Some people insist that you carry small weights – usually, 2-3 pounds in dumbbell form – in each hand while you power walk. If you're just getting started, this isn't necessary. Additional weight adds an element of weightlifting to the arm motions and can help a power walker burn a little bit more calories through exercise, but it's barely a noticeable difference in anything other than the long term.
What About Jogging?
Jogging is fundamentally a little different than power walking because it's a higher impact version of the same exercise. The pace and the gait of jogging puts a lot more impact on your feet, ankles, and knees, and a lot of people can't handle that right away. Jogging when you can't handle it can injure your legs, and if that happens, you're going to struggle to keep exercising at all.
Generally, you don't want to dive into jogging or running if you're still trying to decide between walking and power walking. Keep the impact on your joints low, so you can keep healthy.
How to Make Power Walking More Effective
If you're interested in power walking, there are a few ways you can try out to make it a bit more effective.

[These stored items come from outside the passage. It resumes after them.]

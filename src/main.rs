use anyhow::{Context, Result};
use log::LevelFilter;

use gcode_layer_index::config::Config;
use gcode_layer_index::parser::GcodeParser;
use gcode_layer_index::storage::DirStorage;
use gcode_layer_index::IndexError;

fn main() -> Result<()> {
    let config = Config::from_args_and_env()?;

    let level: LevelFilter = config
        .log_level
        .parse()
        .with_context(|| format!("invalid log level '{}'", config.log_level))?;
    env_logger::Builder::from_default_env()
        .filter_level(level)
        .init();

    let storage = DirStorage::new(&config.storage_root);
    let mut parser = GcodeParser::new(storage)
        .with_policy(config.on_error)
        .with_explanations(config.explain);

    parser
        .open_file(&config.job_name)
        .with_context(|| format!("cannot open {}", config.job_name))?;

    let outcome = parser.index_file();
    parser.close_file();

    match outcome {
        Ok(report) => {
            print_report(&report, config.json)?;
            Ok(())
        }
        Err(IndexError::Aborted { report, reason }) => {
            // the prefix scanned before the halt is still useful
            print_report(&report, config.json)?;
            Err(anyhow::Error::new(reason).context("scan aborted"))
        }
        Err(e) => Err(e.into()),
    }
}

fn print_report(report: &gcode_layer_index::IndexReport, json: bool) -> Result<()> {
    if json {
        println!("{}", serde_json::to_string_pretty(report)?);
        return Ok(());
    }
    println!("{} lines scanned, {} layers", report.lines, report.layers.len());
    for entry in report.layers.entries() {
        println!("layer {:>4} @ byte {}", entry.ordinal, entry.offset);
    }
    Ok(())
}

First and foremost, make sure to keep up the pace. A treadmill is the best for this because you can set a speed that matches the pace you want to go, and it won't let you stop without stepping off or turning it down. Advanced treadmills can also add slopes and other dynamic adjustments to give you more of a varied challenge, but we recommend starting out slow. A flat surface, a 4.5 mile per hour pace, and a steady gait with arm movements is all you need.
Secondly, while you may not want to hear it, you should change your diet as well. Losing weight requires a caloric deficit, and while you can get that from one end or the other, it's better if you do both in conjunction. Eat healthier foods, cut sodas out of your diet, and drink more water. Once you get over the initial caffeine withdrawals and other issues, you'll find that you feel a lot better.

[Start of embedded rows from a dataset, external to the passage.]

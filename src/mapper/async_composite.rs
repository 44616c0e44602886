use std::sync::Arc;

use async_trait::async_trait;
use tracing::{trace, warn};

use crate::core::error::{MapError, Result};
use crate::core::types::{MapKind, TypePair};
use crate::core::value::{DynRef, DynValue};
use crate::factory::ObjectFactory;
use crate::mapper::context::{MappingContext, NestedFrame};
use crate::mapper::{AsyncMapper, MapperId, next_mapper_id};

/// Ordered chain of async strategies behind one [`AsyncMapper`] face, with
/// the same walk rules as the sync composite: `NotFound` moves to the next
/// member, any other error stops, and a fully declined new-map falls back
/// to create-and-merge guarded by a delegation frame.
pub struct AsyncCompositeMapper {
    name: String,
    id: MapperId,
    members: Vec<Arc<dyn AsyncMapper>>,
    factory: Arc<ObjectFactory>,
}

impl AsyncCompositeMapper {
    pub fn new(
        name: impl Into<String>,
        members: Vec<Arc<dyn AsyncMapper>>,
        factory: Arc<ObjectFactory>,
    ) -> Self {
        Self {
            name: name.into(),
            id: next_mapper_id(),
            members,
            factory,
        }
    }

    pub fn members(&self) -> &[Arc<dyn AsyncMapper>] {
        &self.members
    }

    /// `kind` is `New` or `Merge`. Any member true wins; a failed probe
    /// leaves the question open and is reported as `CannotVerify`.
    async fn poll(&self, pair: TypePair, kind: MapKind, ctx: &MappingContext) -> Result<bool> {
        let mut uncertain = false;
        for member in &self.members {
            let probed = if kind == MapKind::New {
                member.can_map_new(pair, ctx).await
            } else {
                member.can_map_merge(pair, ctx).await
            };
            match probed {
                Ok(true) => return Ok(true),
                Ok(false) => {}
                Err(e) if e.is_cancelled() => return Err(e),
                Err(e) => {
                    warn!(
                        composite = %self.name,
                        member = member.name(),
                        pair = %pair,
                        error = %e,
                        "capability probe failed"
                    );
                    uncertain = true;
                }
            }
        }
        if uncertain {
            Err(MapError::CannotVerify { pair })
        } else {
            Ok(false)
        }
    }
}

#[async_trait]
impl AsyncMapper for AsyncCompositeMapper {
    fn name(&self) -> &str {
        &self.name
    }

    fn id(&self) -> MapperId {
        self.id
    }

    async fn can_map_new(&self, pair: TypePair, ctx: &MappingContext) -> Result<bool> {
        let direct = self.poll(pair, MapKind::New, ctx).await;
        if matches!(direct, Ok(true)) {
            return Ok(true);
        }
        let fallback = if self.factory.can_create(pair.to) {
            self.poll(pair, MapKind::Merge, ctx).await
        } else {
            Ok(false)
        };
        if matches!(fallback, Ok(true)) {
            return Ok(true);
        }
        direct?;
        fallback?;
        Ok(false)
    }

    async fn can_map_merge(&self, pair: TypePair, ctx: &MappingContext) -> Result<bool> {
        self.poll(pair, MapKind::Merge, ctx).await
    }

    async fn map_new(
        &self,
        source: DynRef<'_>,
        pair: TypePair,
        ctx: &MappingContext,
    ) -> Result<DynValue> {
        ctx.check_cancelled()?;
        for member in &self.members {
            match member.map_new(source, pair, ctx).await {
                Ok(value) => {
                    trace!(composite = %self.name, member = member.name(), pair = %pair, "mapped new");
                    return Ok(value);
                }
                Err(e) if e.is_not_found() => {}
                Err(e) => return Err(e),
            }
        }

        // Create-and-merge fallback, once per pair per delegation chain.
        if ctx.in_flight(self.id, pair, MapKind::New) || !self.factory.can_create(pair.to) {
            return Err(MapError::not_found(pair, MapKind::New));
        }
        let nested = ctx.nest(NestedFrame {
            mapper: self.id,
            pair,
            kind: MapKind::New,
        });
        let mut dest = self.factory.create(pair.to)?;
        match self.map_merge(source, &mut dest, pair, &nested).await {
            Ok(()) => {
                trace!(composite = %self.name, pair = %pair, "mapped new via create and merge");
                Ok(dest)
            }
            Err(e) if e.is_not_found() => Err(MapError::not_found(pair, MapKind::New)),
            Err(e) => Err(e),
        }
    }

    async fn map_merge(
        &self,
        source: DynRef<'_>,
        dest: &mut DynValue,
        pair: TypePair,
        ctx: &MappingContext,
    ) -> Result<()> {
        ctx.check_cancelled()?;
        for member in &self.members {
            match member.map_merge(source, dest, pair, ctx).await {
                Ok(()) => {
                    trace!(composite = %self.name, member = member.name(), pair = %pair, "merged");
                    return Ok(());
                }
                Err(e) if e.is_not_found() => {}
                Err(e) => return Err(e),
            }
        }
        Err(MapError::not_found(pair, MapKind::Merge))
    }
}

#[cfg(test)]
mod tests {
    use super::*;

    use crate::config::MapsBuilder;
    use crate::mapper::async_strategies::{AsyncMergeMapMapper, AsyncNewMapMapper, SyncBridge};
    use crate::mapper::context::{MappingOptions, ServiceBag};
    use crate::mapper::strategies::IdentityMapper;
    use crate::reflect::registry::TypeRegistry;

    fn ctx() -> Arc<MappingContext> {
        MappingContext::root(MappingOptions::new(), ServiceBag::new())
    }

    fn registry() -> Arc<TypeRegistry> {
        Arc::new(TypeRegistry::standard().build().unwrap())
    }

    #[test]
    fn walks_members_in_order() {
        let registry = registry();
        let config = Arc::new(
            MapsBuilder::new()
                .maps(|m| {
                    m.async_new_map(|n: Option<i32>, _: &MappingContext| async move {
                        Ok(n.map(|n| format!("map:{n}")))
                    })
                })
                .build()
                .unwrap(),
        );
        // Identity declines i32 -> String, so the map-fn member handles it.
        let composite = AsyncCompositeMapper::new(
            "test",
            vec![
                Arc::new(SyncBridge::new(Arc::new(IdentityMapper::new(
                    registry.clone(),
                )))),
                Arc::new(AsyncNewMapMapper::new(config)),
            ],
            Arc::new(ObjectFactory::new(registry)),
        );
        let ctx = ctx();
        tokio_test::block_on(async {
            let seven = 7;
            let out = composite
                .map_new(DynRef::new(&seven), TypePair::of::<i32, String>(), &ctx)
                .await
                .unwrap();
            assert_eq!(out.downcast::<String>().unwrap(), Some("map:7".into()));
        });
    }

    #[test]
    fn declined_new_falls_back_to_create_and_merge() {
        let registry = registry();
        let config = Arc::new(
            MapsBuilder::new()
                .maps(|m| {
                    m.async_merge_map(
                        |n: Option<i32>, d: Option<String>, _: &MappingContext| async move {
                            let mut d = d.unwrap_or_default();
                            if let Some(n) = n {
                                d.push_str(&format!("<{n}>"));
                            }
                            Ok(Some(d))
                        },
                    )
                })
                .build()
                .unwrap(),
        );
        let composite = AsyncCompositeMapper::new(
            "test",
            vec![Arc::new(AsyncMergeMapMapper::new(config))],
            Arc::new(ObjectFactory::new(registry)),
        );
        let ctx = ctx();
        tokio_test::block_on(async {
            let pair = TypePair::of::<i32, String>();
            assert!(composite.can_map_new(pair, &ctx).await.unwrap());
            let five = 5;
            let out = composite
                .map_new(DynRef::new(&five), pair, &ctx)
                .await
                .unwrap();
            assert_eq!(out.downcast::<String>().unwrap(), Some("<5>".into()));
        });
    }

    #[test]
    fn fallback_does_not_reenter_for_the_same_pair() {
        let registry = registry();
        let composite = AsyncCompositeMapper::new(
            "test",
            Vec::new(),
            Arc::new(ObjectFactory::new(registry)),
        );
        let ctx = ctx();
        tokio_test::block_on(async {
            let pair = TypePair::of::<i32, String>();
            let nested = ctx.nest(NestedFrame {
                mapper: composite.id(),
                pair,
                kind: MapKind::New,
            });
            let one = 1;
            let err = composite
                .map_new(DynRef::new(&one), pair, &nested)
                .await
                .unwrap_err();
            assert!(err.is_not_found());
        });
    }

    #[test]
    fn cancelled_context_stops_before_any_member() {
        let registry = registry();
        let composite = AsyncCompositeMapper::new(
            "test",
            vec![Arc::new(SyncBridge::new(Arc::new(IdentityMapper::new(
                registry.clone(),
            ))))],
            Arc::new(ObjectFactory::new(registry)),
        );
        let token = tokio_util::sync::CancellationToken::new();
        token.cancel();
        let ctx = MappingContext::root_with_token(MappingOptions::new(), ServiceBag::new(), token);
        tokio_test::block_on(async {
            let s = String::from("x");
            let err = composite
                .map_new(DynRef::new(&s), TypePair::of::<String, String>(), &ctx)
                .await
                .unwrap_err();
            assert!(matches!(err, MapError::Cancelled));
        });
    }
}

Finally, keep at it. Set yourself a personal goal to go power walking for at least an hour every single day, rain or shine, hot or cold, energetic or tired. Keep up this program for a full month. Studies find that keeping up a habit, even if you hate it and suffer during it, for three weeks, converts it from a task you hate to one that just is part of the routine. You become more accepting of the exercise, you feel better doing it, and you'll start to see some improvements.
And really, if you can't keep up the pace of power walking, just walk. Regular walking is the gateway to power walking, and it still burns some calories, even if it's not quite as effective. Sticking to a form of consistent cardio is much better than nothing at all - you should do what works best for you.